How many couples are blessed to have a single, secure phenomenal income that can support a mother-to-be and her maternity needs? Especially those who are as young or as lovely as Russell. Paris Hilton and Lindsay Lohan come to mind - neither particularly good mother material, however.

Jenna's married to Jeremy Sisto, a pretty believable creep and a controlling asshole. Their relationship is doomed, but neither seems especially motivated to change their status, with the child in the middle only making things more complicated. At least for Jenna, who dreams about saving enough money to shove off. But to where? And to do what?

Jenna seems to work through her issues by making complex, tasty pies, a gift she's inherited from her mother. She also talks to grumpy, rich old dude Andy Griffiths, who only talks back to her. Waitress would be a pretty standard chick flick if Sisto just cheated on Keri. Instead, Jenna falls for the most inconvenient lover in town. No - not her boss, like her lady friend and fellow waitress, Cheryl Hines - she goes for the new OB-GYN, Nathan Fillion (Drive). He's also married, naturally.

The baby functions as a hassle for most characters in Waitress, which is exactly the way men tend to regard children in these types of movies. It's amusing to watch women grapple with issues like the annoying, domineering spouse; to see a baby drive a couple apart even as it makes a woman whole.

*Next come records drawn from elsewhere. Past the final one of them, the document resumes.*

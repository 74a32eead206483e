//! Model manifest loading.
//!
//! Entity models are declared in YAML with the following structure:
//!
//! ```yaml
//! name: school            # Model name
//! defaults:
//!   schema: public        # Default schema for all roots
//!   naming: snake_case    # Derives missing table/column names (or: preserve)
//! entities:
//!   - name: Person        # Hierarchy root
//!     table: people       # Optional; derived from the name when omitted
//!     discriminator_column: kind
//!     properties:
//!       - name: Id
//!         column: id
//!         primary_key: true
//!       - FirstName       # Shorthand: column derived by the convention
//!       - name: RowVersion
//!         shadow: true    # Tracked column with no class member
//!   - name: Student
//!     base: Person        # Derived type: no table of its own
//!     discriminator_value: student
//!     properties:
//!       - Gpa
//! ```
//!
//! Loading happens in three steps: parse ([`ModelConfig::from_yaml_str`]),
//! structural validation ([`ModelConfig::validate`]), and conversion with
//! convention application ([`ModelConfig::to_model`]).

use log::debug;
use serde::{Deserialize, Serialize};
use std::collections::HashSet;
use std::fs;
use std::path::Path;

use super::errors::EntityModelError;
use super::model::{EntityType, Model, Property};
use super::naming::{validate_identifier, NamingConvention};

/// Model manifest loaded from YAML
#[derive(Debug, Clone, Serialize, Deserialize)]
pub struct ModelConfig {
    /// Optional model name
    #[serde(default)]
    pub name: Option<String>,
    /// Defaults applied to all entity definitions
    #[serde(default)]
    pub defaults: ModelDefaults,
    /// Entity type definitions
    pub entities: Vec<EntityDefinition>,
}

/// Manifest-wide defaults
#[derive(Debug, Clone, Default, Serialize, Deserialize)]
pub struct ModelDefaults {
    /// Default schema for hierarchy roots that do not declare one
    #[serde(default)]
    pub schema: Option<String>,
    /// Naming convention deriving missing table/column names
    #[serde(default)]
    pub naming: NamingConvention,
}

/// One entity type definition in the manifest
#[derive(Debug, Clone, Serialize, Deserialize)]
pub struct EntityDefinition {
    /// Entity type name
    pub name: String,
    /// Physical table name (roots only; derived from the entity name by the
    /// naming convention when omitted)
    #[serde(default)]
    pub table: Option<String>,
    /// Physical schema (falls back to `defaults.schema`)
    #[serde(default)]
    pub schema: Option<String>,
    /// Base entity type name (marks this definition as a derived type)
    #[serde(default)]
    pub base: Option<String>,
    /// Discriminator column for single-table inheritance (roots only)
    #[serde(default)]
    pub discriminator_column: Option<String>,
    /// Discriminator value for this type's rows (defaults to the entity name)
    #[serde(default)]
    pub discriminator_value: Option<String>,
    /// Property definitions
    #[serde(default)]
    pub properties: Vec<PropertyDefinition>,
}

/// Property definition supporting shorthand and full forms
#[derive(Debug, Clone, Serialize, Deserialize)]
#[serde(untagged)]
pub enum PropertyDefinition {
    /// Shorthand: a bare property name; the column is derived by the
    /// naming convention
    Name(String),
    /// Full form with explicit column mapping and flags
    Full(FullPropertyDefinition),
}

/// Full property definition
#[derive(Debug, Clone, Serialize, Deserialize)]
pub struct FullPropertyDefinition {
    /// Property name
    pub name: String,
    /// Column name (derived by the naming convention when omitted)
    #[serde(default)]
    pub column: Option<String>,
    /// Whether the column is part of the primary key
    #[serde(default)]
    pub primary_key: bool,
    /// Whether this is a shadow property
    #[serde(default)]
    pub shadow: bool,
    /// Optional declared SQL type
    #[serde(default)]
    pub sql_type: Option<String>,
}

impl PropertyDefinition {
    fn name(&self) -> &str {
        match self {
            PropertyDefinition::Name(name) => name,
            PropertyDefinition::Full(full) => &full.name,
        }
    }
}

impl ModelConfig {
    /// Load a model manifest from a YAML file
    pub fn from_yaml_file<P: AsRef<Path>>(path: P) -> Result<Self, EntityModelError> {
        let contents =
            fs::read_to_string(path).map_err(|e| EntityModelError::ManifestReadError {
                error: e.to_string(),
            })?;
        Self::from_yaml_str(&contents)
    }

    /// Parse a model manifest from a YAML string
    pub fn from_yaml_str(yaml: &str) -> Result<Self, EntityModelError> {
        serde_yaml::from_str(yaml).map_err(|e| EntityModelError::ManifestParseError {
            error: e.to_string(),
        })
    }

    /// Basic validation of the manifest before conversion
    pub fn validate(&self) -> Result<(), EntityModelError> {
        if self.entities.is_empty() {
            return Err(EntityModelError::InvalidModel {
                message: "Manifest must contain at least one entity definition".to_string(),
            });
        }

        let mut seen_names = HashSet::new();
        for entity in &self.entities {
            if !seen_names.insert(&entity.name) {
                return Err(EntityModelError::DuplicateEntity {
                    entity: entity.name.clone(),
                });
            }

            let mut seen_properties = HashSet::new();
            for property in &entity.properties {
                if !seen_properties.insert(property.name()) {
                    return Err(EntityModelError::invalid_model_with_context(
                        format!("Duplicate property `{}`", property.name()),
                        format!("In entity definition `{}`", entity.name),
                    ));
                }
            }
        }

        // Base references must resolve within the manifest; full hierarchy
        // checks (cycles, table placement) run during model construction.
        let names: HashSet<_> = self.entities.iter().map(|e| e.name.as_str()).collect();
        for entity in &self.entities {
            if let Some(base) = &entity.base {
                if !names.contains(base.as_str()) {
                    return Err(EntityModelError::UnknownBaseType {
                        entity: entity.name.clone(),
                        base: base.clone(),
                    });
                }
            }
        }

        Ok(())
    }

    /// Convert the manifest into a validated [`Model`], applying the naming
    /// convention to derive missing table and column names.
    pub fn to_model(&self) -> Result<Model, EntityModelError> {
        self.validate()?;
        let naming = self.defaults.naming;

        let mut entity_types = Vec::with_capacity(self.entities.len());
        for definition in &self.entities {
            validate_identifier(&definition.name)?;

            // Roots get a derived table name when none is declared; derived
            // types keep None so model validation can reject explicit ones.
            let table_name = match (&definition.table, &definition.base) {
                (Some(table), _) => Some(table.clone()),
                (None, None) => Some(naming.apply(&definition.name)),
                (None, Some(_)) => None,
            };

            let schema = definition
                .schema
                .clone()
                .or_else(|| self.defaults.schema.clone());

            let mut properties = Vec::with_capacity(definition.properties.len());
            for property in &definition.properties {
                properties.push(convert_property(property, naming)?);
            }

            let entity = EntityType {
                name: definition.name.clone(),
                table_name,
                schema,
                base_type: definition.base.clone(),
                discriminator_column: definition.discriminator_column.clone(),
                discriminator_value: definition.discriminator_value.clone(),
                properties,
            };
            if let Some(table) = &entity.table_name {
                validate_identifier(table)?;
            }
            if let Some(schema) = &entity.schema {
                validate_identifier(schema)?;
            }
            if let Some(disc) = &entity.discriminator_column {
                validate_identifier(disc)?;
            }
            entity_types.push(entity);
        }

        debug!(
            "Loaded model manifest `{}` with {} entity definitions",
            self.name.as_deref().unwrap_or("<unnamed>"),
            entity_types.len()
        );

        Model::from_entity_types(self.name.clone(), entity_types)
    }
}

fn convert_property(
    definition: &PropertyDefinition,
    naming: NamingConvention,
) -> Result<Property, EntityModelError> {
    let property = match definition {
        PropertyDefinition::Name(name) => Property::new(name.clone(), naming.apply(name)),
        PropertyDefinition::Full(full) => {
            let column = full
                .column
                .clone()
                .unwrap_or_else(|| naming.apply(&full.name));
            let mut property = Property::new(full.name.clone(), column);
            property.is_primary_key = full.primary_key;
            property.is_shadow = full.shadow;
            property.sql_type = full.sql_type.clone();
            property
        }
    };
    validate_identifier(&property.column_name)?;
    Ok(property)
}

Griffiths encourages and inspires Jenna to make a change and, in a twist, she doesn't take the easier plot road out to insure a happy ending. The future of romantic comedies and chick flicks worth seeing may depend not so much on movie stars like Drew Barrymore or Hugh Grant, but on the realistic notion that we are becoming increasingly more comfortable with the notion that we are responsible for our own happiness. And that it’s always, always gonna be work.